The Age (Melbourne, Australia)
Counting the cost of keeping America well
By Gerard Wright
November 30, 2003
America is still the land of remarkable dichotomies, no more so than in the realm of the health of its citizens.
It boasts the world's best and most advanced medical care, for those who can afford it. But there are 41 million
Americans who are not even insured to receive it at its most basic level. ...
Last week, after debate in the Republican Party-controlled Congress and Senate in Washington, America now
has a new Medicare Bill, a lesson, if not a model, for an Australian Government attempting a makeover of its own health insurance
The Australian Pharmaceutical Benefits Scheme uses bulk purchases and economies of scale to keep a ceiling
on prescription drug costs. Under the new Medicare system, these purchases would be negotiated by private drug-benefit managers,
rather than a single Medicare representative.

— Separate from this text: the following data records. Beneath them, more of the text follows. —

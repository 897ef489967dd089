//! Populates the host target's directory from the system SDK.
//!
//! A probe source including every configured header is run through the C
//! compiler's dependency output (`-M -MF`); every dependency that lives under
//! the SDK include directory is copied into `<root>/<target>/`.

use std::collections::BTreeSet;
use std::fs;
use std::path::{Path, PathBuf};
use std::process::{Command, Stdio};

use tracing::{debug, info};

use crate::config::FetchConfig;
use crate::error::{Error, Result};
use crate::materialize;
use crate::target::{Abi, Arch, Os, OsVersion, Target};
use crate::util;
use crate::workspace::HeaderRoot;

#[derive(Debug, Clone, Copy, Default, PartialEq, Eq)]
pub struct FetchStats {
    pub files: usize,
    pub bytes: u64,
}

pub fn host_arch(raw: &str) -> Result<Arch> {
    match raw {
        "x86_64" => Ok(Arch::X86_64),
        "aarch64" => Ok(Arch::Aarch64),
        other => Err(Error::input(format!("unsupported host architecture '{other}'"))),
    }
}

/// `sw_vers -productVersion` output to a target version. Releases before 11
/// are identified by their minor number, later ones by the major alone.
pub fn parse_product_version(raw: &str) -> Result<OsVersion> {
    let raw = raw.trim();
    let mut parts = raw.split('.');
    let bad = || Error::external(format!("unrecognized product version '{raw}'"));
    let major = parts
        .next()
        .and_then(|p| p.parse::<u32>().ok())
        .ok_or_else(bad)?;
    if major == 10 {
        let minor = parts
            .next()
            .and_then(|p| p.parse::<u32>().ok())
            .ok_or_else(bad)?;
        return Ok(OsVersion::Release {
            major,
            minor: Some(minor),
        });
    }
    Ok(OsVersion::major(major))
}

pub fn detect_host(cfg: &FetchConfig, os: Os) -> Result<Target> {
    let arch = host_arch(std::env::consts::ARCH)?;
    let raw = run_capture(&cfg.version_command)?;
    let version = parse_product_version(&raw)?;
    let target = Target::new(arch, os, version, Abi::None);
    debug!(host = %target, "detected host target");
    Ok(target)
}

fn run_capture(argv: &[String]) -> Result<String> {
    let Some((bin, args)) = argv.split_first() else {
        return Err(Error::config("empty command"));
    };
    let out = Command::new(bin)
        .args(args)
        .stdin(Stdio::null())
        .output()
        .map_err(|e| Error::external(format!("failed to run {bin}: {e}")))?;
    if !out.status.success() {
        return Err(Error::external(format!(
            "{} exited with {}: {}",
            argv.join(" "),
            out.status,
            String::from_utf8_lossy(&out.stderr).trim()
        )));
    }
    String::from_utf8(out.stdout)
        .map_err(|_| Error::external(format!("{} printed non UTF-8 output", argv.join(" "))))
}

fn resolve_sysroot(cfg: &FetchConfig) -> Result<PathBuf> {
    if let Some(s) = cfg.sysroot.as_deref().map(str::trim).filter(|s| !s.is_empty()) {
        return Ok(PathBuf::from(s));
    }
    if cfg.sdk_command.is_empty() {
        return Ok(PathBuf::from("/"));
    }
    let out = run_capture(&cfg.sdk_command)?;
    let out = out.trim();
    if out.is_empty() {
        return Err(Error::external(format!(
            "{} printed no SDK path",
            cfg.sdk_command.join(" ")
        )));
    }
    Ok(PathBuf::from(out))
}

/// Every prerequisite named in a Make-style dependency file, in order.
/// Handles line continuations, `\ ` escaped spaces and `$$`.
pub fn parse_make_deps(text: &str) -> Vec<PathBuf> {
    let joined = text.replace("\\\r\n", " ").replace("\\\n", " ");
    let mut out = Vec::new();
    for line in joined.lines() {
        let line = line.trim();
        if line.is_empty() || line.starts_with('#') {
            continue;
        }
        // Rules without prerequisites (`foo.h:`) carry nothing.
        let Some(i) = line.find(": ") else {
            continue;
        };
        let rest = &line[i + 2..];

        let mut cur = String::new();
        let mut chars = rest.chars().peekable();
        while let Some(c) = chars.next() {
            match c {
                '\\' if chars.peek() == Some(&' ') => {
                    cur.push(' ');
                    chars.next();
                }
                '$' if chars.peek() == Some(&'$') => {
                    cur.push('$');
                    chars.next();
                }
                c if c.is_whitespace() => {
                    if !cur.is_empty() {
                        out.push(PathBuf::from(std::mem::take(&mut cur)));
                    }
                }
                c => cur.push(c),
            }
        }
        if !cur.is_empty() {
            out.push(PathBuf::from(cur));
        }
    }
    out
}

fn probe_source(headers: &[String]) -> String {
    let mut src = String::new();
    for h in headers {
        let h = h.trim();
        if h.is_empty() {
            continue;
        }
        src.push_str(&format!("#include <{h}>\n"));
    }
    src
}

fn rel_under(dep: &Path, include_dir: &Path, include_can: &Path) -> Option<PathBuf> {
    if let Ok(rel) = dep.strip_prefix(include_dir) {
        return Some(rel.to_path_buf());
    }
    let dep_can = dep.canonicalize().ok()?;
    dep_can.strip_prefix(include_can).ok().map(Path::to_path_buf)
}

/// Replaces `<root>/<target>` with the headers the compiler pulls in.
pub fn fetch_headers(cfg: &FetchConfig, root: &HeaderRoot, target: &Target) -> Result<FetchStats> {
    if cfg.headers.iter().all(|h| h.trim().is_empty()) {
        return Err(Error::config("fetch.headers is empty"));
    }
    let sysroot = resolve_sysroot(cfg)?;
    let include_dir = sysroot.join(cfg.include_prefix.trim().trim_matches('/'));
    if !include_dir.is_dir() {
        return Err(Error::input(format!(
            "include directory {} does not exist",
            include_dir.display()
        )));
    }
    let include_can = include_dir
        .canonicalize()
        .map_err(|e| Error::io("canonicalize", &include_dir, e))?;

    let scratch = tempfile::tempdir().map_err(|e| Error::io("create temp dir in", &std::env::temp_dir(), e))?;
    let probe = scratch.path().join("probe.c");
    let deps = scratch.path().join("probe.d");
    util::write_bytes(&probe, probe_source(&cfg.headers).as_bytes())?;

    let mut cmd = Command::new(&cfg.cc);
    cmd.arg("-E").arg("-M").arg("-MF").arg(&deps);
    if sysroot != Path::new("/") {
        cmd.arg("-isysroot").arg(&sysroot);
    }
    cmd.args(&cfg.extra_args)
        .arg(&probe)
        .stdin(Stdio::null())
        .stdout(Stdio::null());
    debug!(cmd = ?cmd, "running compiler");
    let out = cmd
        .output()
        .map_err(|e| Error::external(format!("failed to run {}: {e}", cfg.cc)))?;
    if !out.status.success() {
        return Err(Error::external(format!(
            "{} exited with {}: {}",
            cfg.cc,
            out.status,
            String::from_utf8_lossy(&out.stderr).trim()
        )));
    }
    let dep_text = fs::read_to_string(&deps).map_err(|e| Error::io("read", &deps, e))?;

    let stage = root.staging()?;
    let staged = stage.path().join(target.full_name());
    let mut seen = BTreeSet::new();
    let mut stats = FetchStats::default();
    for dep in parse_make_deps(&dep_text) {
        let Some(rel) = rel_under(&dep, &include_dir, &include_can) else {
            debug!(dep = %dep.display(), "outside include dir; skipped");
            continue;
        };
        let rel = util::rel_path_string(&rel)?;
        if !seen.insert(rel.clone()) {
            continue;
        }
        let data = fs::read(&dep).map_err(|e| Error::io("read", &dep, e))?;
        util::write_bytes(&staged.join(&rel), &data)?;
        stats.files += 1;
        stats.bytes += data.len() as u64;
    }
    if stats.files == 0 {
        return Err(Error::external(format!(
            "{} reported no headers under {}",
            cfg.cc,
            include_dir.display()
        )));
    }

    materialize::promote(root, stage.path(), &[target.full_name()])?;
    info!(
        variant = %target,
        files = stats.files,
        bytes = stats.bytes,
        "fetched headers"
    );
    Ok(stats)
}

This, according to Democrats, means there is no effective brake on drug prices, the main reason for America's
rocketing health care costs. ...
"If you're serious about cost containment, you don't block Medicare from using its enormous purchasing power
to bring drug prices down," said Robert Greenstein, of the Centre on Budget and Policy Priorities. ...
The introduction of the new Medicare will be seen as historic, although possibly not for the reasons its sponsors
envisaged. While the program is projected to cost $US400 billion over the first 10 years of its life, it is estimated costs
will increase by an average $US2.5 billion a year to $US65.2 billion in 2013.